Fleet Readiness Center Southeast is a U.S. Navy maintenance, repair and overhaul depot-level facility located onboard Naval Air Station Jacksonville with intermediate-level detachments at Naval Air Station Jacksonville, Naval Station Mayport and Naval Air Station Key West.

==About==
Fleet Readiness Center Southeast (FRCSE) is Northeast Florida and Southeast Georgia's largest maintenance, repair, overhaul and technical services provider. With annual revenue exceeding $1 billion, the organization serves as an integral part of the greater U.S. Navy, Naval Air Systems Command, and Commander, Fleet Readiness Centers by maintaining the combat airpower for America's military forces.
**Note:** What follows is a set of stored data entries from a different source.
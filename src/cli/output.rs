//! Output formatting for CLI commands.
//!
//! States are always printed redacted: sensitive attributes are replaced
//! before formatting.

use colored::Colorize;
use serde::Serialize;
use serde_json::Value;
use std::fmt::Write;
use tabled::{Table, Tabled};

use crate::api::types::Project;
use crate::diagnostics::{Diagnostic, Diagnostics, Severity};
use crate::error::Result;
use crate::resources::Response;
use crate::schema::Schema;

use super::commands::OutputFormat;

/// Output formatter for CLI.
#[derive(Debug)]
pub struct OutputFormatter {
    format: OutputFormat,
}

/// Diagnostic row for table display.
#[derive(Tabled)]
struct DiagnosticRow {
    #[tabled(rename = "Severity")]
    severity: String,
    #[tabled(rename = "Attribute")]
    attribute: String,
    #[tabled(rename = "Summary")]
    summary: String,
    #[tabled(rename = "Detail")]
    detail: String,
}

/// Project row for table display.
#[derive(Tabled)]
struct ProjectRow {
    #[tabled(rename = "ID")]
    id: String,
    #[tabled(rename = "Name")]
    name: String,
    #[tabled(rename = "Status")]
    status: String,
}

#[derive(Serialize)]
struct ResponseJson<'a> {
    state: Option<Value>,
    diagnostics: &'a Diagnostics,
}

impl OutputFormatter {
    /// Creates a new output formatter.
    #[must_use]
    pub const fn new(format: OutputFormat) -> Self {
        Self { format }
    }

    /// Formats an operation response with its state redacted by `schema`.
    ///
    /// # Errors
    ///
    /// Returns an error if the state cannot be serialized.
    pub fn format_response<T: Serialize>(&self, schema: &Schema, response: &Response<T>) -> Result<String> {
        let state = response
            .state
            .as_ref()
            .map(|s| schema.redacted(s))
            .transpose()?;

        match self.format {
            OutputFormat::Json => Ok(serde_json::to_string_pretty(&ResponseJson {
                state,
                diagnostics: &response.diagnostics,
            })?),
            OutputFormat::Text => {
                let mut output = Self::format_diagnostics_text(&response.diagnostics);
                match state {
                    Some(state) => {
                        let yaml = serde_yaml::to_string(&state).map_err(|e| {
                            crate::error::MetaKubeError::internal(format!("failed to render state: {e}"))
                        })?;
                        let _ = write!(output, "\n{}\n{yaml}", schema.type_name.bold());
                    }
                    None => {
                        let _ = writeln!(output, "\n{} {} has no state", "-".dimmed(), schema.type_name);
                    }
                }
                Ok(output)
            }
        }
    }

    /// Formats diagnostics alone, e.g. for a failed operation.
    #[must_use]
    pub fn format_diagnostics(&self, diagnostics: &Diagnostics) -> String {
        match self.format {
            OutputFormat::Json => serde_json::to_string_pretty(&ResponseJson {
                state: None,
                diagnostics,
            })
            .unwrap_or_default(),
            OutputFormat::Text => Self::format_diagnostics_text(diagnostics),
        }
    }

    fn format_diagnostics_text(diagnostics: &Diagnostics) -> String {
        if diagnostics.is_empty() {
            return format!("{} No diagnostics.\n", "✓".green());
        }

        let rows: Vec<DiagnosticRow> = diagnostics.iter().map(Self::diagnostic_row).collect();
        let mut output = Table::new(rows).to_string();
        output.push('\n');

        let errors = diagnostics.errors().count();
        let warnings = diagnostics.len() - errors;
        let _ = writeln!(
            output,
            "\n{} errors, {} warnings",
            errors.to_string().red(),
            warnings.to_string().yellow()
        );
        output
    }

    fn diagnostic_row(diagnostic: &Diagnostic) -> DiagnosticRow {
        DiagnosticRow {
            severity: Self::format_severity(diagnostic.severity),
            attribute: diagnostic.attribute.clone().unwrap_or_default(),
            summary: diagnostic.summary.clone(),
            detail: Self::truncate(&diagnostic.detail, 80),
        }
    }

    /// Formats the projects visible to the token.
    #[must_use]
    pub fn format_projects(&self, projects: &[Project]) -> String {
        match self.format {
            OutputFormat::Json => serde_json::to_string_pretty(projects).unwrap_or_default(),
            OutputFormat::Text => {
                if projects.is_empty() {
                    return String::from("   No projects visible to this token.\n");
                }

                let rows: Vec<ProjectRow> = projects
                    .iter()
                    .map(|p| ProjectRow {
                        id: p.id.clone(),
                        name: Self::truncate(&p.name, 40),
                        status: p.status.clone(),
                    })
                    .collect();

                let mut output = format!("{} Configuration is valid.\n\n", "✓".green());
                output.push_str(&Table::new(rows).to_string());
                output.push('\n');
                output
            }
        }
    }

    /// Formats a severity with color.
    fn format_severity(severity: Severity) -> String {
        match severity {
            Severity::Error => "error".red().to_string(),
            Severity::Warning => "warning".yellow().to_string(),
        }
    }

    /// Truncates a string to at most `max_len` characters.
    fn truncate(s: &str, max_len: usize) -> String {
        if s.chars().count() <= max_len {
            s.to_string()
        } else {
            let kept: String = s.chars().take(max_len.saturating_sub(3)).collect();
            format!("{kept}...")
        }
    }
}

#[cfg(test)]
mod tests {
    use super::*;
    use crate::schema::cluster::SCHEMA as CLUSTER_SCHEMA;
    use serde_json::json;

    #[test]
    fn test_json_response_is_redacted() {
        let formatter = OutputFormatter::new(OutputFormat::Json);
        let state = json!({
            "name": "demo",
            "spec": {"cloud": {"openstack": {"application_credentials": {"id": "app", "secret": "s3cret"}}}}
        });
        let response = Response::new(state);

        let output = formatter
            .format_response(&CLUSTER_SCHEMA, &response)
            .expect("should format");
        assert!(!output.contains("s3cret"));
        assert!(output.contains("\"diagnostics\": []"));
    }

    #[test]
    fn test_text_lists_diagnostics() {
        colored::control::set_override(false);
        let formatter = OutputFormatter::new(OutputFormat::Text);
        let mut diagnostics = Diagnostics::new();
        diagnostics.error_at("spec.version", "Unknown version", "Available versions: 1.28.5");
        diagnostics.warn("Kubeconfig unavailable", "");

        let output = formatter.format_diagnostics(&diagnostics);
        assert!(output.contains("spec.version"));
        assert!(output.contains("Unknown version"));
        assert!(output.contains("1 errors, 1 warnings"));
    }

    #[test]
    fn test_truncate_counts_characters() {
        assert_eq!(OutputFormatter::truncate("short", 10), "short");
        assert_eq!(OutputFormatter::truncate("äöüäöüäöüä-long", 8), "äöüäö...");
    }
}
FRCSE works with several organizations such as the Defense Logistics Agency and Fleet Logistics Center Jacksonville to combat delays in the supply chain. In 2021, FRCSE held a change of command welcoming a new commanding officer, Capt. Grady Duffey and a new executive officer, Capt. William "Al" Palmer. In June 2021, FRCSE was recognized by the Florida Sterling Counsel and FloridaMakes as a finalist for the Florida Sterling Manufacturing Business Excellence (SMBE) Award.

==Personnel==
FRCSE employs more than 5,000 civilian, military and contract workers.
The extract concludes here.